Stored data entries
════════════════════

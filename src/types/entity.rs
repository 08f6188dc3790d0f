//! Identities of historized entities

use std::fmt;
use std::path::PathBuf;

use serde::{Deserialize, Serialize};

/// Which history lineage an operation targets
#[derive(Debug, Clone, PartialEq, Eq, Hash)]
pub enum EntityKey {
    /// A live configuration file under the instance base directory
    ConfigFile(PathBuf),
    /// A job by its folder-qualified name (`folder/sub/job`)
    Job(String),
    /// A system configuration by base name (`config`, `hudson.tasks.Ant`)
    System(String),
    /// An agent (node) by name
    Agent(String),
    /// A soft-deleted job lineage by directory name, optionally folder-qualified
    DeletedJob(String),
}

impl EntityKey {
    /// The caller-supplied name, used for validation and messages
    pub fn name(&self) -> String {
        match self {
            EntityKey::ConfigFile(path) => path.display().to_string(),
            EntityKey::Job(name)
            | EntityKey::System(name)
            | EntityKey::Agent(name)
            | EntityKey::DeletedJob(name) => name.clone(),
        }
    }
}

impl fmt::Display for EntityKey {
    fn fmt(&self, f: &mut fmt::Formatter<'_>) -> fmt::Result {
        match self {
            EntityKey::ConfigFile(path) => write!(f, "config file {}", path.display()),
            EntityKey::Job(name) => write!(f, "job '{}'", name),
            EntityKey::System(name) => write!(f, "system config '{}'", name),
            EntityKey::Agent(name) => write!(f, "agent '{}'", name),
            EntityKey::DeletedJob(name) => write!(f, "deleted job '{}'", name),
        }
    }
}

/// Entity kind as accepted on the tool surface
#[derive(Debug, Clone, Copy, PartialEq, Eq, Serialize, Deserialize)]
#[serde(rename_all = "snake_case")]
pub enum EntityKind {
    Job,
    System,
    Agent,
    Deleted,
}

impl EntityKind {
    pub fn key(self, name: impl Into<String>) -> EntityKey {
        let name = name.into();
        match self {
            EntityKind::Job => EntityKey::Job(name),
            EntityKind::System => EntityKey::System(name),
            EntityKind::Agent => EntityKey::Agent(name),
            EntityKind::Deleted => EntityKey::DeletedJob(name),
        }
    }
}
//! `history.xml` codec
//!
//! The metadata record is kept byte-compatible with existing history trees:
//!
//! ```text
//! <?xml version='1.1' encoding='UTF-8'?>
//! <hudson.plugins.jobConfigHistory.HistoryDescr>
//!   <user>unknown</user>
//!   <userId>unknown</userId>
//!   <operation>Changed</operation>
//!   <timestamp>2012-11-21_11-28-12</timestamp>
//!   <currentName></currentName>
//!   <oldName></oldName>
//! </hudson.plugins.jobConfigHistory.HistoryDescr>
//! ```

use std::fs;
use std::path::Path;

use quick_xml::events::BytesText;
use quick_xml::Writer;
use serde::Deserialize;

use super::error::{HistoryError, HistoryResult};
use crate::types::{Operation, Revision, TimestampId, UNKNOWN_USER};
use crate::utils::atomic_write;

const XML_DECLARATION: &str = "<?xml version='1.1' encoding='UTF-8'?>";
const ROOT_ELEMENT: &str = "hudson.plugins.jobConfigHistory.HistoryDescr";

#[derive(Debug, Default, Deserialize)]
#[serde(rename_all = "camelCase")]
struct HistoryDescr {
    #[serde(default)]
    user: Option<String>,
    #[serde(default)]
    user_id: Option<String>,
    #[serde(default)]
    operation: Option<String>,
    #[serde(default)]
    current_name: Option<String>,
    #[serde(default)]
    old_name: Option<String>,
    #[serde(default)]
    change_reason_comment: Option<String>,
}

/// Render a revision as `history.xml` text
pub fn to_xml(revision: &Revision) -> HistoryResult<String> {
    let mut writer = Writer::new_with_indent(Vec::new(), b' ', 2);
    writer
        .create_element(ROOT_ELEMENT)
        .write_inner_content(|w| {
            w.create_element("user")
                .write_text_content(BytesText::new(&revision.user))?;
            w.create_element("userId")
                .write_text_content(BytesText::new(&revision.user_id))?;
            w.create_element("operation")
                .write_text_content(BytesText::new(revision.operation.as_str()))?;
            w.create_element("timestamp")
                .write_text_content(BytesText::new(revision.timestamp.as_str()))?;
            w.create_element("currentName")
                .write_text_content(BytesText::new(revision.current_name.as_deref().unwrap_or("")))?;
            w.create_element("oldName")
                .write_text_content(BytesText::new(revision.old_name.as_deref().unwrap_or("")))?;
            if let Some(comment) = &revision.change_reason_comment {
                w.create_element("changeReasonComment")
                    .write_text_content(BytesText::new(comment))?;
            }
            Ok::<(), quick_xml::Error>(())
        })?;

    let body = String::from_utf8(writer.into_inner())
        .map_err(|e| HistoryError::Xml(e.to_string()))?;
    Ok(format!("{}\n{}\n", XML_DECLARATION, body))
}

/// Parse `history.xml` text. The directory name is the authoritative id.
pub fn from_xml(xml: &str, timestamp: &TimestampId) -> HistoryResult<Revision> {
    let descr: HistoryDescr = quick_xml::de::from_str(xml)?;
    let operation = descr
        .operation
        .as_deref()
        .and_then(Operation::parse)
        .ok_or_else(|| {
            HistoryError::Xml(format!(
                "unknown operation {:?} in revision {}",
                descr.operation, timestamp
            ))
        })?;

    Ok(Revision {
        timestamp: timestamp.clone(),
        operation,
        user: non_empty(descr.user).unwrap_or_else(|| UNKNOWN_USER.to_string()),
        user_id: non_empty(descr.user_id).unwrap_or_else(|| UNKNOWN_USER.to_string()),
        current_name: non_empty(descr.current_name),
        old_name: non_empty(descr.old_name),
        change_reason_comment: non_empty(descr.change_reason_comment),
    })
}

/// Write the metadata record into a revision directory
pub fn write_metadata(revision_dir: &Path, revision: &Revision) -> HistoryResult<()> {
    let xml = to_xml(revision)?;
    atomic_write(revision_dir.join(super::paths::HISTORY_FILE), xml.as_bytes())?;
    Ok(())
}

/// Read the metadata record of a revision directory
pub fn read_metadata(revision_dir: &Path, timestamp: &TimestampId) -> HistoryResult<Revision> {
    let xml = fs::read_to_string(revision_dir.join(super::paths::HISTORY_FILE))?;
    from_xml(&xml, timestamp)
}

/// Operation recorded in a revision directory, if its metadata is readable
pub fn read_operation(revision_dir: &Path) -> Option<Operation> {
    let xml = fs::read_to_string(revision_dir.join(super::paths::HISTORY_FILE)).ok()?;
    let descr: HistoryDescr = quick_xml::de::from_str(&xml).ok()?;
    descr.operation.as_deref().and_then(Operation::parse)
}

fn non_empty(value: Option<String>) -> Option<String> {
    value.filter(|v| !v.trim().is_empty())
}
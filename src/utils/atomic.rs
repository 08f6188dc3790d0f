//! Atomic file writes
//!
//! # Pattern
//!
//! 1. Write to a temporary file (.tmp) next to the target
//! 2. Call sync_all() to flush to disk
//! 3. Rename temp file to final path
//!
//! A revision directory therefore never holds a half-written `history.xml`
//! or payload, even if the process dies mid-write.

use std::fs::{self, File};
use std::io::{self, Write};
use std::path::Path;

/// Atomically write content to a file
///
/// ```ignore
/// atomic_write("config-history/config/2012-11-21_11-28-12/config.xml", b"<hudson/>")?;
/// ```
pub fn atomic_write<P: AsRef<Path>>(path: P, content: &[u8]) -> io::Result<()> {
    atomic_write_with(path, |file| file.write_all(content))
}

/// Atomically write content using a writer function
pub fn atomic_write_with<P, F>(path: P, write_fn: F) -> io::Result<()>
where
    P: AsRef<Path>,
    F: FnOnce(&mut File) -> io::Result<()>,
{
    let path = path.as_ref();
    let temp_path = path.with_extension("tmp");

    if let Some(parent) = path.parent() {
        fs::create_dir_all(parent)?;
    }

    let mut file = File::create(&temp_path)?;
    if let Err(e) = write_fn(&mut file).and_then(|_| file.sync_all()) {
        drop(file);
        let _ = fs::remove_file(&temp_path);
        return Err(e);
    }

    fs::rename(&temp_path, path)
}

#[cfg(test)]
mod tests {
    use super::*;
    use tempfile::TempDir;

    #[test]
    fn test_atomic_write() {
        let temp_dir = TempDir::new().unwrap();
        let path = temp_dir.path().join("history.xml");

        atomic_write(&path, b"<history/>").unwrap();

        assert_eq!(fs::read_to_string(&path).unwrap(), "<history/>");
        assert!(!path.with_extension("tmp").exists());
    }

    #[test]
    fn test_atomic_write_creates_parent_dirs() {
        let temp_dir = TempDir::new().unwrap();
        let path = temp_dir.path().join("jobs").join("Test1").join("config.xml");

        atomic_write(&path, b"<project/>").unwrap();

        assert!(path.exists());
    }

    #[test]
    fn test_failed_writer_leaves_no_temp_file() {
        let temp_dir = TempDir::new().unwrap();
        let path = temp_dir.path().join("config.xml");

        let result = atomic_write_with(&path, |_| Err(io::Error::new(io::ErrorKind::Other, "boom")));

        assert!(result.is_err());
        assert!(!path.exists());
        assert!(!path.with_extension("tmp").exists());
    }
}
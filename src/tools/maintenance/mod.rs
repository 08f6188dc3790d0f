//! Maintenance tools

mod check_xml;
mod purge_history;

pub use check_xml::CheckXmlTool;
pub use purge_history::PurgeHistoryTool;
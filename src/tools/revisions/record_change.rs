//! Record change tool

use std::path::PathBuf;
use std::sync::Arc;

use serde_json::{json, Value};

use crate::history::ConfigHistory;
use crate::protocol::{McpTool, Tool};
use crate::server::{actor_from, entity_key, json_response, optional_str};
use crate::types::{McpResult, Operation};

/// Tool for recording a created or changed configuration
pub struct RecordChangeTool {
    history: Arc<ConfigHistory>,
}

impl RecordChangeTool {
    pub fn new(history: Arc<ConfigHistory>) -> Self {
        Self { history }
    }
}

impl Tool for RecordChangeTool {
    fn definition(&self) -> McpTool {
        McpTool::new(
            "record_change",
            "Record a new revision of a configuration. Either pass kind/name with the content, \
             or the path of a config file under the managed base directory",
            json!({
                "type": "object",
                "properties": {
                    "kind": { "type": "string", "enum": ["job", "system", "agent"], "default": "job" },
                    "name": { "type": "string", "description": "Entity name; folder-qualified for jobs (folder/job)" },
                    "path": { "type": "string", "description": "Config file to record instead of kind/name/content" },
                    "content": { "type": "string", "description": "Configuration text" },
                    "operation": { "type": "string", "enum": ["created", "changed"], "default": "changed" },
                    "user": { "type": "string", "description": "Display name of the actor (auto-filled from git/env if not provided)" },
                    "userId": { "type": "string", "description": "Id of the actor" },
                    "comment": { "type": "string", "description": "Reason for the change" }
                }
            }),
        )
    }

    fn execute(&self, params: Value) -> McpResult<Value> {
        let actor = actor_from(&params);
        let comment = optional_str(&params, "comment").map(String::from);

        if let Some(path) = optional_str(&params, "path") {
            let outcome = self.history.record_config_file(&PathBuf::from(path), actor, comment);
            return json_response(&outcome);
        }

        let key = entity_key(&params, "name")?;
        let content = optional_str(&params, "content").ok_or("Missing content")?;
        let operation = match optional_str(&params, "operation") {
            Some(op) => Operation::parse(op).ok_or_else(|| format!("Unknown operation '{}'", op))?,
            None => Operation::Changed,
        };
        let outcome = match operation {
            Operation::Created => self.history.record_created(&key, content.as_bytes(), actor),
            Operation::Changed => self.history.record_changed(&key, content.as_bytes(), actor, comment),
            other => {
                return Err(format!("Use rename_entity or delete_entity to record {}", other).into());
            }
        };
        json_response(&outcome)
    }
}
//! Revision counts tool

use std::sync::Arc;

use serde_json::{json, Value};

use crate::history::ConfigHistory;
use crate::protocol::{McpTool, Tool};
use crate::server::json_response;
use crate::types::McpResult;

/// Tool for revision totals per area
pub struct RevisionCountsTool {
    history: Arc<ConfigHistory>,
}

impl RevisionCountsTool {
    pub fn new(history: Arc<ConfigHistory>) -> Self {
        Self { history }
    }
}

impl Tool for RevisionCountsTool {
    fn definition(&self) -> McpTool {
        McpTool::new(
            "revision_counts",
            "Count revisions: system, jobs (one extra per deleted job), deleted jobs, agents and total",
            json!({ "type": "object", "properties": {} }),
        )
    }

    fn execute(&self, _params: Value) -> McpResult<Value> {
        json_response(&self.history.revision_counts())
    }
}
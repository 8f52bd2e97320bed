//! `GeoJSON` network feature reader.
//!
//! Each feature of a `FeatureCollection` becomes one [`NetworkFeature`].
//! The name property is required on every feature and the length property
//! on every segment; a feature lacking either aborts the load. Features
//! whose geometry is missing or not a (multi)polygon are skipped.
//!
//! A feature without an `id` takes its 1-based position in the file. Ids
//! must be unique within a file, including positional ones.

use std::collections::HashSet;
use std::fs::File;
use std::io::{BufReader, Read};
use std::path::Path;

use crash_score_config::FeatureFieldMapping;
use crash_score_network_models::{FeatureKind, NetworkFeature};
use geo::MultiPolygon;
use geojson::{Feature, GeoJson, JsonObject, JsonValue, feature::Id};

use crate::{DataError, LoadReport, Loaded};

/// Reads network features of one kind from a `GeoJSON` reader.
///
/// # Errors
///
/// Returns [`DataError::MissingField`] if a feature lacks a required
/// property, [`DataError::InvalidValue`] if a segment length is not
/// numeric, [`DataError::DuplicateId`] if two features share an id,
/// [`DataError::NotFeatureCollection`] if the document is not a
/// `FeatureCollection`, or a parse error.
pub fn read_features<R: Read>(
    mut reader: R,
    source_name: &str,
    kind: FeatureKind,
    fields: &FeatureFieldMapping,
) -> Result<Loaded<NetworkFeature>, DataError> {
    let mut contents = String::new();
    reader.read_to_string(&mut contents)?;

    let GeoJson::FeatureCollection(collection) = contents.parse::<GeoJson>()? else {
        return Err(DataError::NotFeatureCollection {
            source_name: source_name.to_string(),
        });
    };

    let mut records = Vec::with_capacity(collection.features.len());
    let mut report = LoadReport::default();
    let mut seen = HashSet::with_capacity(collection.features.len());

    for (i, mut feature) in collection.features.into_iter().enumerate() {
        let position = i + 1;
        let properties = feature.properties.take().unwrap_or_default();

        let name = text_property(&properties, &fields.name).ok_or_else(|| {
            DataError::MissingField {
                source_name: source_name.to_string(),
                field: fields.name.clone(),
            }
        })?;

        let length = if kind.has_length() {
            let value = properties
                .get(&fields.length)
                .ok_or_else(|| DataError::MissingField {
                    source_name: source_name.to_string(),
                    field: fields.length.clone(),
                })?;
            numeric_property(value).map_err(|()| DataError::InvalidValue {
                source_name: source_name.to_string(),
                record: position,
                field: fields.length.clone(),
                value: value.to_string(),
            })?
        } else {
            None
        };

        let id = feature_id(&feature).unwrap_or_else(|| position.to_string());
        if !seen.insert(id.clone()) {
            return Err(DataError::DuplicateId {
                source_name: source_name.to_string(),
                record: position,
                id,
            });
        }

        let Some(geometry) = polygon_geometry(feature) else {
            log::warn!("{source_name}: {kind} {id} ({name}) has no polygon geometry, skipping");
            report.skipped_geometry += 1;
            continue;
        };

        records.push(NetworkFeature {
            id,
            kind,
            name,
            length,
            geometry,
        });
        report.loaded += 1;
    }

    log::info!(
        "{source_name}: loaded {} {kind} features ({} skipped without geometry)",
        report.loaded,
        report.skipped_geometry
    );

    Ok(Loaded { records, report })
}

/// Opens and reads a `GeoJSON` feature file.
///
/// # Errors
///
/// Returns [`DataError`] if the file cannot be opened or read (see
/// [`read_features`]).
pub fn load_features(
    path: &Path,
    kind: FeatureKind,
    fields: &FeatureFieldMapping,
) -> Result<Loaded<NetworkFeature>, DataError> {
    let file = File::open(path)?;
    read_features(
        BufReader::new(file),
        &path.display().to_string(),
        kind,
        fields,
    )
}

/// Reads a property as text. A null value reads as an empty name.
fn text_property(properties: &JsonObject, key: &str) -> Option<String> {
    let value = properties.get(key)?;
    Some(match value {
        JsonValue::Null => String::new(),
        JsonValue::String(s) => s.trim().to_string(),
        other => other.to_string(),
    })
}

/// Reads a nullable numeric property. Numeric strings are accepted.
fn numeric_property(value: &JsonValue) -> Result<Option<f64>, ()> {
    match value {
        JsonValue::Null => Ok(None),
        JsonValue::Number(n) => n.as_f64().map(Some).ok_or(()),
        JsonValue::String(s) if s.trim().is_empty() => Ok(None),
        JsonValue::String(s) => s.trim().parse::<f64>().map(Some).map_err(|_| ()),
        _ => Err(()),
    }
}

fn feature_id(feature: &Feature) -> Option<String> {
    match feature.id.as_ref()? {
        Id::String(s) => Some(s.clone()),
        Id::Number(n) => Some(n.to_string()),
    }
}

/// Converts a feature's geometry into a [`MultiPolygon`].
/// Handles both `Polygon` and `MultiPolygon` geometry types.
fn polygon_geometry(feature: Feature) -> Option<MultiPolygon<f64>> {
    let geo_geom: geo::Geometry<f64> = feature.geometry?.try_into().ok()?;
    let multi_polygon = match geo_geom {
        geo::Geometry::MultiPolygon(mp) => mp,
        geo::Geometry::Polygon(p) => MultiPolygon(vec![p]),
        _ => return None,
    };
    if multi_polygon.0.iter().all(|p| p.exterior().0.is_empty()) {
        return None;
    }
    Some(multi_polygon)
}
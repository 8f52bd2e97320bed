#![cfg_attr(feature = "fail-on-warnings", deny(warnings))]
#![warn(clippy::all, clippy::pedantic, clippy::nursery, clippy::cargo)]
#![allow(clippy::multiple_crate_versions, clippy::cargo_common_metadata)]

//! Terminal output for the `crash_score` binary.
//!
//! Every bar is prefixed with what it tracks: the feature kind for an
//! aggregation pass, `Scoring` for the run as a whole. [`init_logger`]
//! hands `log` output to `indicatif-log-bridge` so log lines are printed
//! above the bars instead of through them.

use std::sync::Arc;
use std::time::Duration;

use crash_score_network_models::FeatureKind;
use crash_score_spatial::progress::ProgressCallback;
use indicatif::{ProgressBar, ProgressStyle};

pub use indicatif::{MultiProgress, ProgressDrawTarget};

/// Shown while a feature file is still being prepared.
const WAITING_TEMPLATE: &str = "{spinner:.cyan} {prefix:>12.bold} {msg}";

/// One tick per feature polygon aggregated.
const FEATURES_TEMPLATE: &str =
    "  {prefix:>12.bold} {wide_bar:.cyan/dim} {pos}/{len} features {percent}% [{eta}] {msg}";

/// One tick per feature kind scored.
const STEPS_TEMPLATE: &str =
    "  {prefix:>12.bold.green} {wide_bar:.green/dim} {pos}/{len} feature sets [{elapsed}] {msg}";

fn style(template: &str) -> ProgressStyle {
    ProgressStyle::with_template(template)
        .unwrap_or_else(|_| ProgressStyle::default_bar())
        .progress_chars("=> ")
}

/// Progress bar for the scoring run, driven through [`ProgressCallback`].
pub struct IndicatifProgress {
    bar: ProgressBar,
    /// Applied once the number of units is known.
    counting: ProgressStyle,
}

impl IndicatifProgress {
    /// Bar for one feature kind's aggregation pass.
    ///
    /// Spins until [`ProgressCallback::set_total`] reports the number of
    /// features, then counts them.
    #[must_use]
    pub fn features_bar(multi: &MultiProgress, kind: FeatureKind) -> Arc<dyn ProgressCallback> {
        let bar = multi.add(
            ProgressBar::new_spinner()
                .with_style(style(WAITING_TEMPLATE))
                .with_prefix(kind.label())
                .with_message("waiting"),
        );
        bar.enable_steady_tick(Duration::from_millis(100));

        Arc::new(Self {
            bar,
            counting: style(FEATURES_TEMPLATE),
        })
    }

    /// Bar over the feature kinds of a run.
    #[must_use]
    pub fn steps_bar(multi: &MultiProgress, kinds: u64) -> Arc<dyn ProgressCallback> {
        let counting = style(STEPS_TEMPLATE);
        let bar = multi.add(
            ProgressBar::new(kinds)
                .with_style(counting.clone())
                .with_prefix("Scoring"),
        );

        Arc::new(Self { bar, counting })
    }
}

impl ProgressCallback for IndicatifProgress {
    fn set_total(&self, total: u64) {
        self.bar.set_length(total);
        self.bar.reset();
        self.bar.set_style(self.counting.clone());
    }

    fn inc(&self, delta: u64) {
        self.bar.inc(delta);
    }

    fn set_message(&self, msg: String) {
        self.bar.set_message(msg);
    }

    fn finish(&self, msg: String) {
        self.bar.finish_with_message(msg);
    }
}

/// Installs the global logger and returns the [`MultiProgress`] every
/// progress bar of the run must be added to.
///
/// Logs at `info` unless `RUST_LOG` says otherwise.
#[must_use]
pub fn init_logger() -> MultiProgress {
    let multi = MultiProgress::new();

    let mut builder = pretty_env_logger::formatted_builder();
    builder.filter_level(log::LevelFilter::Info);
    if let Ok(filters) = std::env::var("RUST_LOG") {
        builder.parse_filters(&filters);
    }
    let logger = builder.build();
    let level = logger.filter();

    if indicatif_log_bridge::LogWrapper::new(multi.clone(), logger)
        .try_init()
        .is_err()
    {
        log::debug!("Logger already installed");
    }
    log::set_max_level(level);

    multi
}
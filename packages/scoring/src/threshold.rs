//! High-crash location selection.
//!
//! Selection borrows from the scored set and never mutates it, so the same
//! scored features can be filtered repeatedly with different thresholds.

use crash_score_network_models::ScoredFeature;

/// Returns the features whose total crash count is at least `threshold`.
///
/// Input order is preserved.
#[must_use]
pub fn select_high_crash(scored: &[ScoredFeature], threshold: u64) -> Vec<&ScoredFeature> {
    scored
        .iter()
        .filter(|s| s.counts.total >= threshold)
        .collect()
}

/// Number of features each threshold would select.
///
/// Returns `(threshold, selected)` pairs in the order given.
#[must_use]
pub fn sweep(scored: &[ScoredFeature], thresholds: &[u64]) -> Vec<(u64, usize)> {
    thresholds
        .iter()
        .map(|&threshold| (threshold, select_high_crash(scored, threshold).len()))
        .collect()
}
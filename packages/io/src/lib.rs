#![cfg_attr(feature = "fail-on-warnings", deny(warnings))]
#![warn(clippy::all, clippy::pedantic, clippy::nursery, clippy::cargo)]
#![allow(clippy::multiple_crate_versions, clippy::cargo_common_metadata)]

//! Reading crash records and network feature polygons, and writing the
//! scored result tables.
//!
//! Missing columns or properties abort the load with
//! [`DataError::MissingField`]. Records whose geometry is missing or
//! unusable are skipped with a warning and tallied in a [`LoadReport`], so
//! one bad row never prevents scoring the rest of the network.

pub mod crashes;
pub mod features;
pub mod output;

/// Errors that can occur while reading inputs or writing results.
#[derive(Debug, thiserror::Error)]
pub enum DataError {
    /// A required column or property is absent.
    #[error("{source_name}: required field '{field}' is missing")]
    MissingField {
        /// File or stream being read.
        source_name: String,
        /// Name of the missing field.
        field: String,
    },

    /// A field is present but its value cannot be used.
    #[error("{source_name}: record {record}: invalid value {value:?} for '{field}'")]
    InvalidValue {
        /// File or stream being read.
        source_name: String,
        /// 1-based record number.
        record: usize,
        /// Field name.
        field: String,
        /// The rejected value.
        value: String,
    },

    /// Two features of one file resolve to the same id.
    #[error("{source_name}: record {record}: duplicate feature id '{id}'")]
    DuplicateId {
        /// File or stream being read.
        source_name: String,
        /// 1-based record number of the second occurrence.
        record: usize,
        /// The repeated id.
        id: String,
    },

    /// A feature file is valid `GeoJSON` but not a `FeatureCollection`.
    #[error("{source_name}: expected a GeoJSON FeatureCollection")]
    NotFeatureCollection {
        /// File or stream being read.
        source_name: String,
    },

    /// CSV parse or write error.
    #[error("CSV error: {0}")]
    Csv(#[from] csv::Error),

    /// `GeoJSON` parse error.
    #[error("GeoJSON error: {0}")]
    GeoJson(#[from] geojson::Error),

    /// JSON serialization error.
    #[error("JSON error: {0}")]
    Json(#[from] serde_json::Error),

    /// I/O error (file read/write).
    #[error("I/O error: {0}")]
    Io(#[from] std::io::Error),
}

/// Tally of one load pass.
#[derive(Debug, Clone, Copy, Default, PartialEq, Eq)]
pub struct LoadReport {
    /// Records kept.
    pub loaded: usize,
    /// Records skipped for missing or unusable geometry.
    pub skipped_geometry: usize,
}

/// Records read from one input together with the load tally.
#[derive(Debug, Clone)]
pub struct Loaded<T> {
    /// Records that passed validation.
    pub records: Vec<T>,
    /// Counts of loaded and skipped records.
    pub report: LoadReport,
}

════════════════════

Task details: Read the entries and pick out all lines that include the word "qualified".

The answer:
    /// A job by its folder-qualified name (`folder/sub/job`)
    /// A soft-deleted job lineage by directory name, optionally folder-qualified
                    "name": { "type": "string", "description": "Entity name; folder-qualified for jobs (folder/job)" },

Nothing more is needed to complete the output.